For a person being from a non-statistical background the most confusing aspect of statistics, are always the fundamental statistical tests, and when to use which. This blog post is an attempt to mark out the difference between the most common tests, the use of null value hypothesis in these tests and outlining the conditions under which a particular test should be used.
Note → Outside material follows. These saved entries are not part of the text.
pub mod eve_scout;
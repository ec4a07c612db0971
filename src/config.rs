use std::env;
use std::path::PathBuf;

use crate::cli::Cli;

/// Default upstream feed: EVE-Scout wormhole connections near Jita.
pub const DEFAULT_EVE_SCOUT_URL: &str =
    "https://www.eve-scout.com/api/wormholes?systemSearch=Jita";

/// Default directory of watchlist documents, relative to the process cwd.
pub const DEFAULT_CONFIG_DIR: &str = "conf";

/// Default minimum known-connection count before the feed is trusted.
pub const DEFAULT_MIN_CONNECTIONS: usize = 5;

/// Default per-request timeout in seconds for the upstream fetch.
pub const DEFAULT_REQUEST_TIMEOUT_SECS: u64 = 2;

#[derive(Debug, Clone)]
pub struct Config {
    pub eve_scout_url: String,
    pub config_dir: PathBuf,
    pub min_connections: usize,
    pub request_timeout_secs: u64,
    pub notify_backend: NotifyBackend,
    pub channels: ChannelConfig,
    pub telegram: Option<TelegramConfig>,
}

/// The three named outbound webhook endpoints.
#[derive(Debug, Clone)]
pub struct ChannelConfig {
    pub main_webhook_url: String,
    pub heartbeat_webhook_url: String,
    pub debug_webhook_url: String,
}

/// Credentials for the optional Telegram delivery backend.
#[derive(Debug, Clone)]
pub struct TelegramConfig {
    pub bot_token: String,
    pub chat_id: String,
}

#[derive(Debug, Clone, PartialEq, Eq)]
pub enum NotifyBackend {
    Webhook,
    Telegram,
}

impl Config {
    pub fn from_env() -> Result<Self, String> {
        let eve_scout_url = env::var("EVE_SCOUT_URL")
            .unwrap_or_else(|_| DEFAULT_EVE_SCOUT_URL.to_string());

        let config_dir = env::var("WATCH_CONFIG_DIR")
            .map(PathBuf::from)
            .unwrap_or_else(|_| PathBuf::from(DEFAULT_CONFIG_DIR));

        let min_connections = match env::var("MIN_CONNECTIONS") {
            Ok(raw) => raw
                .parse::<usize>()
                .map_err(|_| "MIN_CONNECTIONS must be a valid number")?,
            Err(_) => DEFAULT_MIN_CONNECTIONS,
        };

        let request_timeout_secs = match env::var("REQUEST_TIMEOUT_SECS") {
            Ok(raw) => raw
                .parse::<u64>()
                .map_err(|_| "REQUEST_TIMEOUT_SECS must be a valid number")?,
            Err(_) => DEFAULT_REQUEST_TIMEOUT_SECS,
        };

        let notify_backend = match env::var("NOTIFY_BACKEND") {
            Ok(raw) => match raw.as_str() {
                "webhook" => NotifyBackend::Webhook,
                "telegram" => NotifyBackend::Telegram,
                other => return Err(format!("Invalid NOTIFY_BACKEND: {}", other)),
            },
            Err(_) => NotifyBackend::Webhook,
        };

        let channels = ChannelConfig {
            main_webhook_url: env::var("MAIN_WEBHOOK_URL")
                .map_err(|_| "MAIN_WEBHOOK_URL is required")?,
            heartbeat_webhook_url: env::var("HEARTBEAT_WEBHOOK_URL")
                .map_err(|_| "HEARTBEAT_WEBHOOK_URL is required")?,
            debug_webhook_url: env::var("DEBUG_WEBHOOK_URL")
                .map_err(|_| "DEBUG_WEBHOOK_URL is required")?,
        };

        // Telegram credentials are only required when that backend is selected.
        let telegram = match (env::var("TELEGRAM_BOT_TOKEN"), env::var("TELEGRAM_CHAT_ID")) {
            (Ok(bot_token), Ok(chat_id)) => Some(TelegramConfig { bot_token, chat_id }),
            _ => None,
        };

        if notify_backend == NotifyBackend::Telegram && telegram.is_none() {
            return Err(
                "NOTIFY_BACKEND=telegram requires TELEGRAM_BOT_TOKEN and TELEGRAM_CHAT_ID"
                    .to_string(),
            );
        }

        Ok(Self {
            eve_scout_url,
            config_dir,
            min_connections,
            request_timeout_secs,
            notify_backend,
            channels,
            telegram,
        })
    }

    /// Apply command-line overrides on top of the environment config.
    pub fn apply_cli(mut self, cli: &Cli) -> Self {
        if let Some(url) = &cli.eve_scout_url {
            self.eve_scout_url = url.clone();
        }
        if let Some(dir) = &cli.config_dir {
            self.config_dir = dir.clone();
        }
        if let Some(min) = cli.min_connections {
            self.min_connections = min;
        }
        self
    }
}
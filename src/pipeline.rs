//! The run pipeline.
//!
//! One sequential pass: load watch configs → fetch the connection snapshot
//! → threshold check → match → alert per match → heartbeat. All side
//! effects live inside [`run`] so the core logic stays testable without
//! touching the network; `main.rs` only owns process-level concerns.

use std::collections::BTreeSet;
use std::time::Duration;

use chrono::Utc;

use crate::alerts::template::{format_message, CONNECTION_ALERT_TEMPLATE};
use crate::alerts::{AlertChannels, Channel};
use crate::config::Config;
use crate::error::AppError;
use crate::matcher::matched_connections;
use crate::services::eve_scout::EveScoutClient;
use crate::watchlist::{load_configs, watched_regions, watched_systems};

/// What one run did, for logging and tests.
#[derive(Debug)]
pub struct RunSummary {
    pub connection_count: usize,
    pub matched: usize,
    pub alerts_sent: usize,
}

/// Execute one monitoring run.
///
/// Structural and data-quality errors propagate to the caller (which maps
/// them to exit codes) after a human-readable message has gone to the
/// debug channel; delivery failures never propagate. The heartbeat is
/// always the logically last notification of a run that got far enough to
/// observe a connection count.
pub async fn run(config: &Config) -> Result<RunSummary, AppError> {
    let channels = AlertChannels::from_config(config)?;

    // 1. Watchlist. A bad document is skipped and reported; only an
    // unusable directory aborts the run.
    let loaded = match load_configs(&config.config_dir) {
        Ok(loaded) => loaded,
        Err(err) => {
            channels.notify(Channel::Debug, &err.to_string()).await;
            return Err(err);
        }
    };
    for failure in &loaded.failures {
        channels
            .notify(Channel::Debug, &failure.to_error().to_string())
            .await;
    }

    // 2. Snapshot.
    let client = EveScoutClient::new(
        config.eve_scout_url.clone(),
        Duration::from_secs(config.request_timeout_secs),
    )?;
    let snapshot = match client.fetch_connections().await {
        Ok(snapshot) => snapshot,
        Err(err) => {
            channels.notify(Channel::Debug, &err.to_string()).await;
            return Err(err);
        }
    };

    // 3. Data quality. A low count is indistinguishable from a broken
    // feed: report it on both operational channels and stop before any
    // matching happens.
    if let Err(err) = snapshot.check_threshold(config.min_connections) {
        channels.notify(Channel::Debug, &err.to_string()).await;
        channels
            .notify(
                Channel::Heartbeat,
                &format!("Current connections count: {}", snapshot.count()),
            )
            .await;
        return Err(err);
    }

    // 4. Match and alert.
    let matched = matched_connections(&snapshot, &loaded.configs);
    let mut alerts_sent = 0;
    for connection in &matched {
        let message = format_message(CONNECTION_ALERT_TEMPLATE, &connection.template_values());
        if channels.notify(Channel::Main, &message).await {
            alerts_sent += 1;
        }
    }

    // 5. Heartbeat, exactly once per completed run.
    let heartbeat = heartbeat_message(
        snapshot.count(),
        &watched_systems(&loaded.configs),
        &watched_regions(&loaded.configs),
    );
    channels.notify(Channel::Heartbeat, &heartbeat).await;

    let summary = RunSummary {
        connection_count: snapshot.count(),
        matched: matched.len(),
        alerts_sent,
    };
    tracing::info!(
        "Run complete: {} known connections, {} matched, {} alerts delivered",
        summary.connection_count,
        summary.matched,
        summary.alerts_sent
    );
    Ok(summary)
}

fn heartbeat_message(
    count: usize,
    systems: &BTreeSet<String>,
    regions: &BTreeSet<String>,
) -> String {
    format!(
        "Current known connections count with Thera: {}.\n\
         Looking for regions: [{}]\n\
         Looking for systems: [{}]\n\
         Run finished at {}",
        count,
        join(regions),
        join(systems),
        Utc::now().to_rfc3339()
    )
}

fn join(names: &BTreeSet<String>) -> String {
    names.iter().cloned().collect::<Vec<_>>().join(", ")
}
use std::borrow::Cow;
use std::fmt::Write as _;

#[derive(Debug, Clone, Copy, PartialEq, Eq, Default)]
pub enum Align {
    #[default]
    Left,
    Right,
}

/// Renders rows as whitespace-aligned columns under a dashed separator.
///
/// `aligns` applies per column; columns beyond its length are left-aligned.
pub fn render_table(headers: &[String], rows: &[Vec<String>], aligns: &[Align]) -> String {
    let column_count = headers.len();
    let mut widths = headers.iter().map(|h| display_width(h)).collect::<Vec<_>>();

    for row in rows {
        for (idx, cell) in row.iter().enumerate().take(column_count) {
            widths[idx] = widths[idx].max(display_width(&sanitize_cell(cell)));
        }
    }

    for width in &mut widths {
        *width = (*width).max(3);
    }

    let mut output = String::new();
    let _ = writeln!(output, "{}", format_row(headers, &widths, aligns));
    let separator = widths.iter().map(|w| "-".repeat(*w)).collect::<Vec<_>>();
    let _ = writeln!(output, "{}", format_row(&separator, &widths, &[]));
    for row in rows {
        let _ = writeln!(output, "{}", format_row(row, &widths, aligns));
    }
    output
}

/// Aligns numeric-looking columns to the right, judged by every body cell.
pub fn infer_alignment(headers: &[String], rows: &[Vec<String>]) -> Vec<Align> {
    (0..headers.len())
        .map(|idx| {
            let mut cells = rows
                .iter()
                .filter_map(|row| row.get(idx))
                .filter(|cell| !cell.trim().is_empty())
                .peekable();
            if cells.peek().is_some() && cells.all(|cell| looks_numeric(cell)) {
                Align::Right
            } else {
                Align::Left
            }
        })
        .collect()
}

fn looks_numeric(value: &str) -> bool {
    let trimmed = value.trim().trim_start_matches('$');
    let trimmed = trimmed.strip_suffix('%').unwrap_or(trimmed);
    !trimmed.is_empty() && trimmed.replace(',', "").parse::<f64>().is_ok()
}

fn format_row(values: &[String], widths: &[usize], aligns: &[Align]) -> String {
    let mut cells = Vec::with_capacity(values.len());
    for (idx, value) in values.iter().enumerate() {
        let Some(&width) = widths.get(idx) else {
            break;
        };
        let sanitized = sanitize_cell(value);
        let padding = " ".repeat(width.saturating_sub(display_width(sanitized.as_ref())));
        let cell = match aligns.get(idx).copied().unwrap_or_default() {
            Align::Left => format!("{sanitized}{padding}"),
            Align::Right => format!("{padding}{sanitized}"),
        };
        cells.push(cell);
    }
    let mut line = cells.join("  ");
    while line.ends_with(' ') {
        line.pop();
    }
    line
}

fn display_width(value: &str) -> usize {
    let mut width = 0usize;
    let mut chars = value.chars();
    while let Some(ch) = chars.next() {
        if ch == '\u{1b}' {
            // Skip ANSI escape sequence (e.g. \x1b[31m)
            for next in chars.by_ref() {
                if next == 'm' {
                    break;
                }
            }
        } else {
            width += 1;
        }
    }
    width
}

fn sanitize_cell(value: &str) -> Cow<'_, str> {
    if value.contains(['\n', '\r', '\t']) {
        Cow::Owned(
            value
                .chars()
                .map(|ch| match ch {
                    '\n' | '\r' | '\t' => ' ',
                    other => other,
                })
                .collect(),
        )
    } else {
        Cow::Borrowed(value)
    }
}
Null Hypothesis and Testing
Before we venture on the difference between different tests, we need to formulate a clear understanding of what a null hypothesis is. A null hypothesis, proposes that no significant difference exists in a set of given observations. For the purpose of these tests in general
- Null: Given two sample means are equal
- Alternate: Given two sample means are not equal
For rejecting or accepting a null hypothesis, a test statistic is calculated. This test-statistic is then compared with a critical value and if it is found to be greater than the critical value the hypothesis is rejected. “In the theoretical underpinnings, hypothesis tests are based on the notion of critical regions: the null hypothesis is rejected if the test statistic falls in the critical region. The critical values are the boundaries of the critical region. If the test is one-sided (like a χ2 test or a one-sided t-test) then there will be just one critical value, but in other cases (like a two-sided t-test) there will be two.”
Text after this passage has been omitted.